MANISNYA SEBUAH PERJUANGAN

9 0 0
                                    


Oleh : Rustantini, S.Pd.

Aku melangkah terengah-engah menuruni jalan setapak.  Semenit yang lalu aku baru saja turun dari sebuah angkot  yang menghantarkanku dari bimbel menuju daerah tempat tinggalku.

Hari mulai gelap.  Sayup kudengar azan dari sebuah masjid yang tak jauh dari jalan raya.  Aku segera masuk ke dalam masjid untuk menunaikan salat Magrib.  Setelahnya  aku harus bergegas menuju rumah pengasuh anakku karena ia pasti sudah tak sabar ingin dijemput ibunya.

Kukenakan sepatu kerja satu-satunya milikku yang teronggok di pelataran masjid, lalu mulai menelusuri  jalan kecil menuju rumah pengasuh Dzakiy. Jalanan menurun membuat langkahku sedikit limbung, mungkin karena belum makan atau juga kecapaian.
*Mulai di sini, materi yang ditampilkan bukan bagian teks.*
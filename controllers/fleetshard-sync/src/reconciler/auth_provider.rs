//! Red Hat SSO auth provider inside a tenant's Central
//!
//! Central exposes its own REST API; the provider and the group granting
//! the owner Admin are created through it with the generated admin password.

use std::sync::Arc;
use std::time::Duration;

use async_trait::async_trait;
use cluster_client::ClusterClientTrait;
use crds::ManagedCentral;
use serde::Deserialize;
use serde_json::json;
use tracing::{debug, info};

use super::routes::CENTRAL_TLS_SECRET;
use super::status::deployment_ready;
use crate::error::ControllerError;

pub const AUTH_PROVIDER_NAME: &str = "Red Hat SSO";
pub const CENTRAL_HTPASSWD_SECRET: &str = "central-htpasswd";

const ADMIN_USER: &str = "admin";
const PASSWORD_KEY: &str = "password";
const CA_KEY: &str = "ca.pem";
const REQUEST_TIMEOUT: Duration = Duration::from_secs(30);

/// Probe and create the tenant's SSO auth provider
///
/// `exists` answers `false` while Central is not serving yet.
#[async_trait]
pub trait AuthProviderClient: Send + Sync {
    async fn exists(&self, central: &ManagedCentral) -> Result<bool, ControllerError>;

    async fn create(&self, central: &ManagedCentral) -> Result<(), ControllerError>;
}

#[derive(Debug, Deserialize)]
struct AuthProviders {
    #[serde(default, rename = "authProviders")]
    auth_providers: Vec<AuthProvider>,
}

#[derive(Debug, Deserialize)]
struct AuthProvider {
    #[serde(default)]
    id: String,
    #[serde(default)]
    name: String,
}

/// Talks to `https://central.<namespace>.svc` using credentials the
/// operator stored in the tenant namespace
pub struct CentralAuthProviderClient {
    cluster: Arc<dyn ClusterClientTrait>,
}

impl std::fmt::Debug for CentralAuthProviderClient {
    fn fmt(&self, f: &mut std::fmt::Formatter<'_>) -> std::fmt::Result {
        f.debug_struct("CentralAuthProviderClient").finish_non_exhaustive()
    }
}

impl CentralAuthProviderClient {
    pub fn new(cluster: Arc<dyn ClusterClientTrait>) -> Self {
        Self { cluster }
    }

    pub fn central_url(namespace: &str) -> String {
        format!("https://central.{namespace}.svc:443")
    }

    async fn secret_value(&self, namespace: &str, secret: &str, key: &str) -> Result<Vec<u8>, ControllerError> {
        let secret_obj = self
            .cluster
            .get_secret(namespace, secret)
            .await
            .map_err(|e| ControllerError::cluster(format!("getting secret {namespace}/{secret}"), e))?;
        secret_obj
            .data
            .and_then(|mut data| data.remove(key))
            .map(|value| value.0)
            .ok_or_else(|| ControllerError::AuthProvider(format!("secret {namespace}/{secret} has no {key}")))
    }

    async fn http_client(&self, namespace: &str) -> Result<(reqwest::Client, String), ControllerError> {
        let ca = self.secret_value(namespace, CENTRAL_TLS_SECRET, CA_KEY).await?;
        let password = self.secret_value(namespace, CENTRAL_HTPASSWD_SECRET, PASSWORD_KEY).await?;
        let password = String::from_utf8(password)
            .map_err(|e| ControllerError::AuthProvider(format!("admin password is not UTF-8: {e}")))?;

        let certificate = reqwest::Certificate::from_pem(&ca)
            .map_err(|e| ControllerError::AuthProvider(format!("parsing central CA: {e}")))?;
        let client = reqwest::Client::builder()
            .add_root_certificate(certificate)
            .timeout(REQUEST_TIMEOUT)
            .build()
            .map_err(|e| ControllerError::AuthProvider(format!("building HTTP client: {e}")))?;
        Ok((client, password))
    }
}

fn request_failed(what: &str, e: &reqwest::Error) -> ControllerError {
    ControllerError::AuthProvider(format!("{what}: {e}"))
}

#[async_trait]
impl AuthProviderClient for CentralAuthProviderClient {
    async fn exists(&self, central: &ManagedCentral) -> Result<bool, ControllerError> {
        let namespace = &central.metadata.namespace;
        if !deployment_ready(self.cluster.as_ref(), namespace).await? {
            return Ok(false);
        }
        let (client, password) = self.http_client(namespace).await?;
        let url = format!("{}/v1/authProviders", Self::central_url(namespace));
        debug!("Listing auth providers of {}", central.key());

        let providers: AuthProviders = client
            .get(&url)
            .query(&[("name", AUTH_PROVIDER_NAME)])
            .basic_auth(ADMIN_USER, Some(&password))
            .send()
            .await
            .and_then(reqwest::Response::error_for_status)
            .map_err(|e| request_failed("listing auth providers", &e))?
            .json()
            .await
            .map_err(|e| request_failed("decoding auth providers", &e))?;

        Ok(providers.auth_providers.iter().any(|p| p.name == AUTH_PROVIDER_NAME))
    }

    async fn create(&self, central: &ManagedCentral) -> Result<(), ControllerError> {
        let namespace = &central.metadata.namespace;
        let (client, password) = self.http_client(namespace).await?;
        let base = Self::central_url(namespace);
        let auth = &central.spec.auth;

        let provider = json!({
            "name": AUTH_PROVIDER_NAME,
            "type": "oidc",
            "uiEndpoint": central.spec.ui_endpoint.host,
            "enabled": true,
            "config": {
                "issuer": auth.issuer,
                "client_id": auth.client_id,
                "client_secret": auth.client_secret,
                "mode": "post",
            },
            "requiredAttributes": [
                {"attributeKey": "rh_org_id", "attributeValue": auth.owner_org_id},
            ],
        });
        let created: AuthProvider = client
            .post(format!("{base}/v1/authProviders"))
            .basic_auth(ADMIN_USER, Some(&password))
            .json(&provider)
            .send()
            .await
            .and_then(reqwest::Response::error_for_status)
            .map_err(|e| request_failed("creating auth provider", &e))?
            .json()
            .await
            .map_err(|e| request_failed("decoding auth provider", &e))?;

        let group = json!({
            "props": {
                "authProviderId": created.id,
                "key": "userid",
                "value": auth.owner_user_id,
            },
            "roleName": "Admin",
        });
        client
            .post(format!("{base}/v1/groups"))
            .basic_auth(ADMIN_USER, Some(&password))
            .json(&group)
            .send()
            .await
            .and_then(reqwest::Response::error_for_status)
            .map_err(|e| request_failed("creating admin group", &e))?;

        info!("Created auth provider {} for {}", AUTH_PROVIDER_NAME, central.key());
        Ok(())
    }
}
Kutatap langit dengan sedikit cemas. Sepertinya hari akan segera hujan. Bunyi petir bersahut-sahutan. Kilatannya menerpa wajahku membuat nyali sedikit ciut.  Embusan angin malam menerpa ujung hijabku.  Membuatnya berkibar-kibar seperti akan lepas dari kepala.   Kudekap tas kerja warna hitam yang mulai lusuh dengan kedua lenganku agar hijab qyang aku kenakan tidak tertiup angin.  Berharap juga dengan cara ini bisa mengusir dingin yang mulai menusuk pori-pori.

Jalanan yang sepi, sebenarnya membuat bulu kudukku merinding. Jujur aku takut kegelapan.  Tapi apa boleh buat, aku harus mencari sesuap nasi demi membantu suami mempertahankan dapur agar tetap berasap.
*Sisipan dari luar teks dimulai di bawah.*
//! Fleet manager HTTP client
//!
//! Private API layout:
//! - `GET  /api/rhacs/v1/agent-clusters/{cluster_id}/centrals`
//! - `PUT  /api/rhacs/v1/agent-clusters/{cluster_id}/centrals/status`

use std::collections::BTreeMap;
use std::time::Duration;

use crds::{DataPlaneCentralStatus, ManagedCentralList};
use reqwest::{Client, Response, StatusCode};
use tracing::debug;

use crate::error::FleetManagerError;
use crate::fleet_manager_trait::FleetManagerClientTrait;

const PRIVATE_API_PREFIX: &str = "/api/rhacs/v1/agent-clusters";

/// Fleet manager API client authenticated with a static bearer token
#[derive(Debug, Clone)]
pub struct FleetManagerClient {
    client: Client,
    endpoint: String,
    cluster_id: String,
    token: String,
}

impl FleetManagerClient {
    /// Create a new client
    ///
    /// # Arguments
    /// * `endpoint` - fleet manager base URL (e.g., "http://127.0.0.1:8000")
    /// * `cluster_id` - id of the data-plane cluster this process serves
    /// * `token` - static bearer token
    pub fn new(endpoint: String, cluster_id: String, token: String) -> Result<Self, FleetManagerError> {
        let client = Client::builder()
            .timeout(Duration::from_secs(30))
            .build()?;

        Ok(Self {
            client,
            endpoint: endpoint.trim_end_matches('/').to_string(),
            cluster_id,
            token,
        })
    }

    pub fn endpoint(&self) -> &str {
        &self.endpoint
    }

    pub fn centrals_url(&self) -> String {
        format!("{}{}/{}/centrals", self.endpoint, PRIVATE_API_PREFIX, self.cluster_id)
    }

    pub fn status_url(&self) -> String {
        format!("{}/status", self.centrals_url())
    }

    fn auth_header(&self) -> String {
        format!("Bearer {}", self.token)
    }

    async fn check(response: Response, what: &str) -> Result<Response, FleetManagerError> {
        let status = response.status();
        if status == StatusCode::UNAUTHORIZED || status == StatusCode::FORBIDDEN {
            let body = response.text().await.unwrap_or_default();
            return Err(FleetManagerError::Authentication(format!("{what}: {status} - {body}")));
        }
        if !status.is_success() {
            let body = response.text().await.unwrap_or_default();
            return Err(FleetManagerError::Api(format!("{what} failed: {status} - {body}")));
        }
        Ok(response)
    }
}

#[async_trait::async_trait]
impl FleetManagerClientTrait for FleetManagerClient {
    async fn get_managed_centrals(&self) -> Result<ManagedCentralList, FleetManagerError> {
        let url = self.centrals_url();
        debug!("GET {}", url);

        let response = self
            .client
            .get(&url)
            .header("Authorization", self.auth_header())
            .header("Accept", "application/json")
            .send()
            .await?;
        let response = Self::check(response, "list managed centrals").await?;

        let text = response.text().await?;
        Ok(serde_json::from_str(&text)?)
    }

    async fn update_status(
        &self,
        statuses: &BTreeMap<String, DataPlaneCentralStatus>,
    ) -> Result<(), FleetManagerError> {
        let url = self.status_url();
        debug!("PUT {} ({} statuses)", url, statuses.len());

        let response = self
            .client
            .put(&url)
            .header("Authorization", self.auth_header())
            .header("Accept", "application/json")
            .json(statuses)
            .send()
            .await?;
        Self::check(response, "update central statuses").await?;
        Ok(())
    }
}

#[cfg(test)]
mod tests {
    use super::*;

    #[test]
    fn test_urls() {
        let client = FleetManagerClient::new(
            "http://fleet-manager:8000/".to_string(),
            "c1".to_string(),
            "t".to_string(),
        )
        .unwrap();

        assert_eq!(client.endpoint(), "http://fleet-manager:8000");
        assert_eq!(
            client.centrals_url(),
            "http://fleet-manager:8000/api/rhacs/v1/agent-clusters/c1/centrals"
        );
        assert_eq!(
            client.status_url(),
            "http://fleet-manager:8000/api/rhacs/v1/agent-clusters/c1/centrals/status"
        );
    }
}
Di ujung jalan beberapa pemuda asyik bersenda gurau.  Tak jelas wajah mereka, tapi ejekan mereka jelas sampai ke telinga, “Perempuan apaan jam segini baru pulang kerja?” ucap satu di antara mereka.
“Hahahaha!” Yang lainnya tertawa berderai seolah mengamini olokan temannya.

Aku meringis ngilu. Ada sedih menelusuri relung hatiku. Tapi aku terus berjalan tak peduli dengan cemoohan mereka. Pikiranku hanya tertuju pada Dzakiy.  Pasti dia sudah keharusan dan menginginkan  ASI.  Anakku tak suka susu formula.  Jadi hanya air putih yang diminumnya ketika aku bekerja.  Ia menolak meminum dengan botol susu.

Sementara aku dari pagi hingga senja harus bergulat dengan pekerjaan.
Aku sampai di rumah Bu Aminah, pengasuh Dzakiy.  Tampak Bu Aminah sedang menggendong Dzakiy yang kelihatan tertawa sumringah melihat kehadiranku.  Tubuhnya melonjak-lonjak senang di dalam gendongan Bu Aminah.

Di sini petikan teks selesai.